We used data-driven parsing of cognitive performance to reveal subgroups present across depressed individuals and then investigate the change pattern of cognitive subgroups across the course in follow-up.
We assessed cognition in 163 patients with depression using The Chinese Brief Cognitive Test(C-BCT) and the scores were compared with those of 196 healthy controls (HCs). 58 patients were reassessed after 8 weeks. We used K-means cluster analysis to identify cognitive subgroups, and compared clinical variables among these subgroups. A linear mixed-effects model, incorporating time and group (with interaction term: time × group) as fixed effects, was used to assess cognitive changes over time. Stepwise logistic regression analysis was conducted to identify risk factors associated with these subgroups.
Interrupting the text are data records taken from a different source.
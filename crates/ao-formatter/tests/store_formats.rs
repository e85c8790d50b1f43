use ao_formatter::{JsonlFormatter, MarkdownFormatter};
use ao_storage::{FileStorage, IndexEntry, Session, Storage, StorageConfig, TokenUsage};
use chrono::{TimeZone, Utc};
use std::collections::BTreeMap;
use tempfile::TempDir;

fn forged_session() -> Session {
    Session {
        id: "7f3a9c2e-5b1d-4c8e".to_string(),
        date: Utc.with_ymd_and_hms(2026, 9, 30, 17, 45, 0).unwrap(),
        summary: "Ship the provenance ledger".to_string(),
        decisions: vec!["Skip malformed ledger lines".to_string()],
        knowledge: vec!["Renames within one directory are atomic".to_string()],
        files_changed: vec!["crates/ao-storage/src/io.rs".to_string()],
        issues: vec!["ao-9".to_string()],
        tool_calls: BTreeMap::from([("Write".to_string(), 3)]),
        tokens: TokenUsage {
            input: 40_000,
            output: 6_000,
            total: 46_000,
            estimated: true,
        },
        transcript_path: "/home/dev/.claude/projects/x/7f3a9c2e.jsonl".to_string(),
    }
}

fn storage(temp: &TempDir) -> FileStorage {
    let storage = FileStorage::new(StorageConfig::under(temp.path()).with_sync(false));
    storage.init().unwrap();
    storage
}

#[test]
fn test_markdown_primary_with_jsonl_sidecar() {
    let temp = TempDir::new().unwrap();
    let storage = storage(&temp)
        .with_formatter(MarkdownFormatter::plain())
        .with_formatter(JsonlFormatter::new());

    let session = forged_session();
    let primary = storage.write_session(&session).unwrap().unwrap();
    assert_eq!(primary.extension().unwrap(), "md");

    let sidecar = primary.with_extension("jsonl");
    assert!(sidecar.exists());

    let note = std::fs::read_to_string(&primary).unwrap();
    assert!(note.contains("# Ship the provenance ledger"));
    assert!(note.contains("~46000 (estimated)"));

    // The markdown note is what gets indexed, and it cannot be read back
    storage
        .write_index(&IndexEntry::for_session(&session, &primary))
        .unwrap();
    let err = storage.read_session(&session.id).unwrap_err();
    assert!(err.to_string().contains("unsupported format"));
}

#[test]
fn test_jsonl_primary_reads_back() {
    let temp = TempDir::new().unwrap();
    let storage = storage(&temp)
        .with_formatter(JsonlFormatter::new())
        .with_formatter(MarkdownFormatter::for_vault(temp.path()));

    let session = forged_session();
    let primary = storage.write_session(&session).unwrap().unwrap();
    storage
        .write_index(&IndexEntry::for_session(&session, &primary))
        .unwrap();

    let read = storage.read_session(&session.id).unwrap();
    assert_eq!(read, session);

    let note = std::fs::read_to_string(primary.with_extension("md")).unwrap();
    assert!(note.contains("[[issues/ao-9|ao-9]]"));
}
Two distinct neurocognitive subgroups were identified: (1) a cognitive-impaired subgroup with global impairment across all domains assessed by the C-BCT, and (2) a cognitive-preserved subgroup, exhibited intact cognitive function, with performance well within the healthy range. The cognitive-impaired subgroup presented with more severe baseline symptoms, including depressed mood, guilt, suicidality, and poorer work performance. Significant group × time interactions were observed in the Trail Making Test Part A (TMT-A) and Continuous Performance Test (CPT), but not in Symbol Coding or Digit Span tests. Despite partial improvement in TMT-A and CPT tests, the cognitive-impaired subgroup's scores remained lower than those of the cognitive-preserved subgroup across all tests at the study endpoint. Multiple regression analysis indicated that longer illness duration, lower educational levels, and antipsychotic medication use may be risk factors for cognitive impairment.
This study identifies distinguishable cognitive subgroups in acute depression, thereby confirming the presence of cognitive heterogeneity. The cognitive-impaired subgroup exhibits distinct symptoms and persistent cognitive deficits even after treatment. Screening for cognitive dysfunction may facilitate more targeted interventions.
https://www.chictr.org, identifier ChiCTR2400092796.
越来越多的证据表明,抑郁症是一种异质性临床综合征。抑郁症中的认知缺陷与心理社会功能不佳以及对传统抗抑郁药的反应较差有关。然而,抑郁症中神经认知异常的一致特征仍不清楚。
我们使用数据驱动的认知表现分析方法来揭示抑郁症患者中存在的亚组,然后在随访过程中研究认知亚组的变化模式。
我们使用中国简易认知测试(C-BCT)对163例抑郁症患者的认知情况进行评估,并将得分与196名健康对照者(HCs)的得分进行比较。58例患者在8周后进行了重新评估。我们使用K均值聚类分析来识别认知亚组,并比较这些亚组之间的临床变量。使用一个线性混合效应模型,将时间和组(带有交互项:时间×组)作为固定效应,来评估随时间的认知变化。进行逐步逻辑回归分析以确定与这些亚组相关的危险因素。
识别出两个不同的神经认知亚组:(1)一个认知受损亚组,在C-BCT评估的所有领域均存在整体损害;(2)一个认知保留亚组,表现出完整的认知功能,其表现处于健康范围内。认知受损亚组表现出更严重的基线症状,包括情绪低落、内疚、自杀观念以及较差的工作表现。在连线测验A部分(TMT-A)和持续性操作测验(CPT)中观察到显著的组×时间交互作用,但在符号编码或数字广度测验中未观察到。尽管TMT-A和CPT测试有部分改善,但在研究终点时,认知受损亚组在所有测试中的得分仍低于认知保留亚组。多元回归分析表明,病程较长、教育水平较低以及使用抗精神病药物可能是认知损害的危险因素。
本研究识别出急性抑郁症中可区分的认知亚组,从而证实了认知异质性的存在。认知受损亚组即使在治疗后仍表现出明显的症状和持续的认知缺陷。筛查认知功能障碍可能有助于进行更有针对性的干预。